- [Exercise instructions] The records appear below. Report how many of their lines contain the word "execution", giving the number alone.

[Stored records]

□ □ □ □

//! End-to-end event handling against both store backends.

use std::sync::Arc;

use bytes::Bytes;

use metaboard_core::{HashSource, MetaId, MetaOutcome};
use metaboard_indexer::{Indexer, IndexerConfig, IndexerError};
use metaboard_store::{
    IdScheme, MemoryStore, SqliteStore, Store, StoreConfig, StoreError, StoreExt,
};
use metaboard_testkit::fixtures::{object, text, uint, RevertingHasher, StaticHasher, TestFixture};

fn init_tracing() {
    let _ = tracing_subscriber::fmt()
        .with_test_writer()
        .with_max_level(tracing::Level::DEBUG)
        .try_init();
}

fn sqlite_indexer() -> Indexer<SqliteStore> {
    Indexer::open(IndexerConfig::default()).unwrap()
}

fn memory_indexer() -> Indexer<MemoryStore> {
    Indexer::new(MemoryStore::default(), IndexerConfig::default()).unwrap()
}

/// First event `{0: "h'aa'", 1: 42}`, then a payload without the prefix.
async fn two_event_scenario<S: Store>(indexer: &Indexer<S>) {
    let fixture = TestFixture::new();

    let first = fixture.value_event(&object(vec![(0, text("h'aa'")), (1, uint(42))]), Some(10));
    let report = indexer.handle_event(&first).await.unwrap();
    assert_eq!(report.outcome, MetaOutcome::ContentMaterialized);
    assert_eq!(report.sequence_counter, 1);
    assert_eq!(
        report.meta_id,
        Some(MetaId::Sequence {
            board: fixture.origin,
            seq: 0
        })
    );

    let meta = indexer.meta(&report.meta_id.unwrap()).await.unwrap().unwrap();
    assert_eq!(meta.payload().unwrap().as_ref(), &[0xaa]);
    assert_eq!(meta.magic_number().unwrap().to_u64(), Some(42));
    assert_eq!(meta.content_type(), None);
    assert_eq!(meta.content_encoding(), None);
    assert_eq!(meta.content_language(), None);
    assert_eq!(meta.sender, fixture.sender);
    assert_eq!(meta.subject, fixture.subject);
    assert_eq!(meta.raw_payload, first.meta);

    let second = fixture.event(Bytes::from_static(b"\x01\x02 not a document"), Some(11));
    let report = indexer.handle_event(&second).await.unwrap();
    assert_eq!(report.outcome, MetaOutcome::NoContent);
    assert_eq!(report.sequence_counter, 2);

    let meta = indexer.meta(&report.meta_id.unwrap()).await.unwrap().unwrap();
    assert!(meta.content.is_none());
    assert_eq!(meta.raw_payload, second.meta);
    assert_eq!(meta.board, fixture.origin);

    let board = indexer.board(&fixture.origin).await.unwrap().unwrap();
    assert_eq!(board.sequence_counter, 2);
    assert!(indexer.store().board_is_consistent(&fixture.origin).await.unwrap());
}

#[tokio::test]
async fn test_two_events_memory() {
    init_tracing();
    two_event_scenario(&memory_indexer()).await;
}

#[tokio::test]
async fn test_two_events_sqlite() {
    init_tracing();
    two_event_scenario(&sqlite_indexer()).await;
}

#[tokio::test]
async fn test_missing_magic_number_is_recorded_bare() {
    init_tracing();
    let indexer = sqlite_indexer();
    let fixture = TestFixture::new();

    let event = fixture.value_event(&object(vec![(0, text("h'aa'"))]), Some(1));
    let report = indexer.handle_event(&event).await.unwrap();
    assert_eq!(report.outcome, MetaOutcome::InvalidContent);
    assert_eq!(report.sequence_counter, 1);

    let meta = indexer.meta(&report.meta_id.unwrap()).await.unwrap().unwrap();
    assert!(meta.content.is_none());
    assert_eq!(meta.outcome, MetaOutcome::InvalidContent);
}

#[tokio::test]
async fn test_every_outcome_advances_counter() {
    init_tracing();
    let indexer = memory_indexer();
    let fixture = TestFixture::new();

    let events = vec![
        fixture.event(Bytes::from_static(b"plain"), Some(1)),
        fixture.event(Bytes::from(metaboard_core::wrap_envelope(&[0xff])), Some(1)),
        fixture.value_event(&uint(7), Some(2)),
        fixture.value_event(&object(vec![(0, uint(1)), (1, uint(1))]), Some(2)),
        fixture.value_event(&object(vec![(0, text("ff00")), (1, uint(1))]), Some(3)),
    ];
    let reports = indexer.handle_events(events).await.unwrap();

    let outcomes: Vec<_> = reports.iter().map(|r| r.outcome).collect();
    assert_eq!(
        outcomes,
        vec![
            MetaOutcome::NoContent,
            MetaOutcome::DecodeError,
            MetaOutcome::UnsupportedShape,
            MetaOutcome::InvalidContent,
            MetaOutcome::ContentMaterialized,
        ]
    );
    assert_eq!(reports.last().unwrap().sequence_counter, 5);
    assert_eq!(indexer.metas(&fixture.origin).await.unwrap().len(), 5);
}

#[tokio::test]
async fn test_optional_fields_are_kept() {
    let indexer = sqlite_indexer();
    let fixture = TestFixture::new();

    let event = fixture.value_event(
        &object(vec![
            (0, text("h'FF00'")),
            (1, uint(1)),
            (2, text("application/json")),
            (4, text("en")),
        ]),
        Some(1),
    );
    let report = indexer.handle_event(&event).await.unwrap();
    let meta = indexer.meta(&report.meta_id.unwrap()).await.unwrap().unwrap();
    assert_eq!(meta.payload().unwrap().as_ref(), &[0xff, 0x00]);
    assert_eq!(meta.content_type(), Some("application/json"));
    assert_eq!(meta.content_encoding(), None);
    assert_eq!(meta.content_language(), Some("en"));
    assert_eq!(meta.content.unwrap().payload_hex_wrapped(), "h'ff00'");
}

#[tokio::test]
async fn test_boards_are_independent() {
    let indexer = memory_indexer();
    let a = TestFixture::with_seed(1);
    let b = TestFixture::with_seed(2);

    indexer.handle_event(&a.event(Bytes::from_static(b"x"), Some(1))).await.unwrap();
    indexer.handle_event(&b.event(Bytes::from_static(b"y"), Some(1))).await.unwrap();
    let report = indexer.handle_event(&a.event(Bytes::from_static(b"z"), Some(2))).await.unwrap();

    assert_eq!(report.sequence_counter, 2);
    assert_eq!(
        indexer.board(&b.origin).await.unwrap().unwrap().sequence_counter,
        1
    );
    assert_eq!(indexer.boards().await.unwrap().len(), 2);
}

#[tokio::test]
async fn test_metas_by_hash() {
    let indexer = sqlite_indexer();
    let a = TestFixture::with_seed(1);
    let b = TestFixture::with_seed(2);

    let shared = Bytes::from_static(b"same bytes");
    let r1 = indexer.handle_event(&a.event(shared.clone(), Some(1))).await.unwrap();
    indexer.handle_event(&a.event(Bytes::from_static(b"other"), Some(1))).await.unwrap();
    let r2 = indexer.handle_event(&b.event(shared, Some(2))).await.unwrap();
    assert_eq!(r1.content_hash, r2.content_hash);

    let found = indexer.metas_by_hash(&r1.content_hash).await.unwrap();
    let boards: Vec<_> = found.iter().map(|m| m.board).collect();
    assert_eq!(boards, vec![a.origin, b.origin]);
}

#[tokio::test]
async fn test_origin_hasher_preferred() {
    let indexer = memory_indexer().with_hasher(Arc::new(StaticHasher([9; 32])));
    let fixture = TestFixture::new();

    let report = indexer
        .handle_event(&fixture.event(Bytes::from_static(b"x"), Some(1)))
        .await
        .unwrap();
    assert_eq!(report.hash_source, HashSource::Origin);
    assert_eq!(report.content_hash.as_bytes(), &[9; 32]);
}

#[tokio::test]
async fn test_hash_fallback_is_recorded() {
    init_tracing();
    let indexer = sqlite_indexer().with_hasher(Arc::new(RevertingHasher("execution reverted")));
    let fixture = TestFixture::new();

    let event = fixture.event(Bytes::from_static(b"x"), Some(1));
    let report = indexer.handle_event(&event).await.unwrap();
    assert_eq!(report.content_hash, metaboard_core::Hash32::digest(b"x"));

    let meta = indexer.meta(&report.meta_id.unwrap()).await.unwrap().unwrap();
    assert_eq!(
        meta.hash_source,
        HashSource::LocalFallback {
            reason: "call reverted: execution reverted".into()
        }
    );
}

#[tokio::test]
async fn test_fallback_hash_matches_origin_hash() {
    // What an origin's on-chain `hash(bytes)` returns for b"same bytes".
    let on_chain: [u8; 32] = hex::decode("ba2ae1ab392e191f30d2569c3fa5aa87892a1e2eb584ce73a79433d4e1b8bdf1")
        .unwrap()
        .try_into()
        .unwrap();
    let fixture = TestFixture::new();
    let event = fixture.event(Bytes::from_static(b"same bytes"), Some(1));

    let answered = memory_indexer().with_hasher(Arc::new(StaticHasher(on_chain)));
    let reverted = memory_indexer().with_hasher(Arc::new(RevertingHasher("execution reverted")));
    let origin = answered.handle_event(&event).await.unwrap();
    let fallback = reverted.handle_event(&event).await.unwrap();

    assert_eq!(origin.hash_source, HashSource::Origin);
    assert!(matches!(fallback.hash_source, HashSource::LocalFallback { .. }));
    assert_eq!(origin.content_hash, fallback.content_hash);
}

#[tokio::test]
async fn test_hash_ids_follow_origin_supplied_hash() {
    for scheme in [IdScheme::RawPayloadHash, IdScheme::ContentHash] {
        let store = SqliteStore::open_memory(StoreConfig { id_scheme: scheme }).unwrap();
        let indexer = Indexer::new(store, IndexerConfig::default())
            .unwrap()
            .with_hasher(Arc::new(StaticHasher([9; 32])));
        let fixture = TestFixture::new();

        let report = indexer
            .handle_event(&fixture.event(Bytes::from_static(b"plain"), Some(1)))
            .await
            .unwrap();
        let id = MetaId::Hash(report.content_hash);
        assert_eq!(report.meta_id, Some(id));

        let meta = indexer.meta(&id).await.unwrap().unwrap();
        assert_eq!(meta.content_hash.as_bytes(), &[9; 32]);
        assert_eq!(meta.raw_payload.as_ref(), b"plain");
    }
}

#[tokio::test]
async fn test_duplicate_sequence_id_is_fatal() {
    init_tracing();
    let indexer = sqlite_indexer();
    let fixture = TestFixture::new();
    indexer.handle_event(&fixture.event(Bytes::from_static(b"a"), Some(1))).await.unwrap();

    // Roll the counter back behind the indexer's back so the next id collides.
    indexer.store().revert_to(0).await.unwrap();
    indexer
        .store()
        .get_or_create_board(&fixture.origin, 1)
        .await
        .unwrap();
    let stray = metaboard_core::Meta::from_draft(
        MetaId::Sequence {
            board: fixture.origin,
            seq: 0,
        },
        metaboard_core::MetaDraft {
            board: fixture.origin,
            sender: fixture.sender,
            subject: fixture.subject,
            raw_payload: Bytes::from_static(b"stray"),
            content_hash: metaboard_core::Hash32::digest(b"stray"),
            hash_source: HashSource::Local,
            content: None,
            outcome: MetaOutcome::NoContent,
            block_number: Some(1),
        },
    );
    indexer.store().create_meta(&stray, 1).await.unwrap();

    let err = indexer
        .handle_event(&fixture.event(Bytes::from_static(b"b"), Some(2)))
        .await
        .unwrap_err();
    assert!(err.is_integrity_violation());
    assert!(matches!(
        err,
        IndexerError::Store(StoreError::DuplicateMeta(MetaId::Sequence { seq: 0, .. }))
    ));
    assert_eq!(
        indexer.board(&fixture.origin).await.unwrap().unwrap().sequence_counter,
        0
    );
}

#[tokio::test]
async fn test_event_without_block_number() {
    let indexer = sqlite_indexer();
    let fixture = TestFixture::new();

    let report = indexer
        .handle_event(&fixture.event(Bytes::from_static(b"x"), None))
        .await
        .unwrap();
    let meta = indexer.meta(&report.meta_id.unwrap()).await.unwrap().unwrap();
    assert_eq!(meta.block_number, None);

    // Journaled at block 0, so it survives any rollback.
    indexer.revert_to(0).await.unwrap();
    assert_eq!(indexer.metas(&fixture.origin).await.unwrap().len(), 1);
}

#[tokio::test]
async fn test_on_disk_database() {
    let dir = tempfile::tempdir().unwrap();
    let config = IndexerConfig {
        database_path: Some(dir.path().join("metaboard.db")),
        store: StoreConfig::default(),
        ..IndexerConfig::default()
    };
    let fixture = TestFixture::new();

    {
        let indexer = Indexer::open(config.clone()).unwrap();
        indexer
            .handle_event(&fixture.event(Bytes::from_static(b"x"), Some(1)))
            .await
            .unwrap();
    }

    let indexer = Indexer::open(config).unwrap();
    let report = indexer
        .handle_event(&fixture.event(Bytes::from_static(b"y"), Some(2)))
        .await
        .unwrap();
    assert_eq!(report.sequence_counter, 2);
}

□ □ □ □

- [Result of the task] 3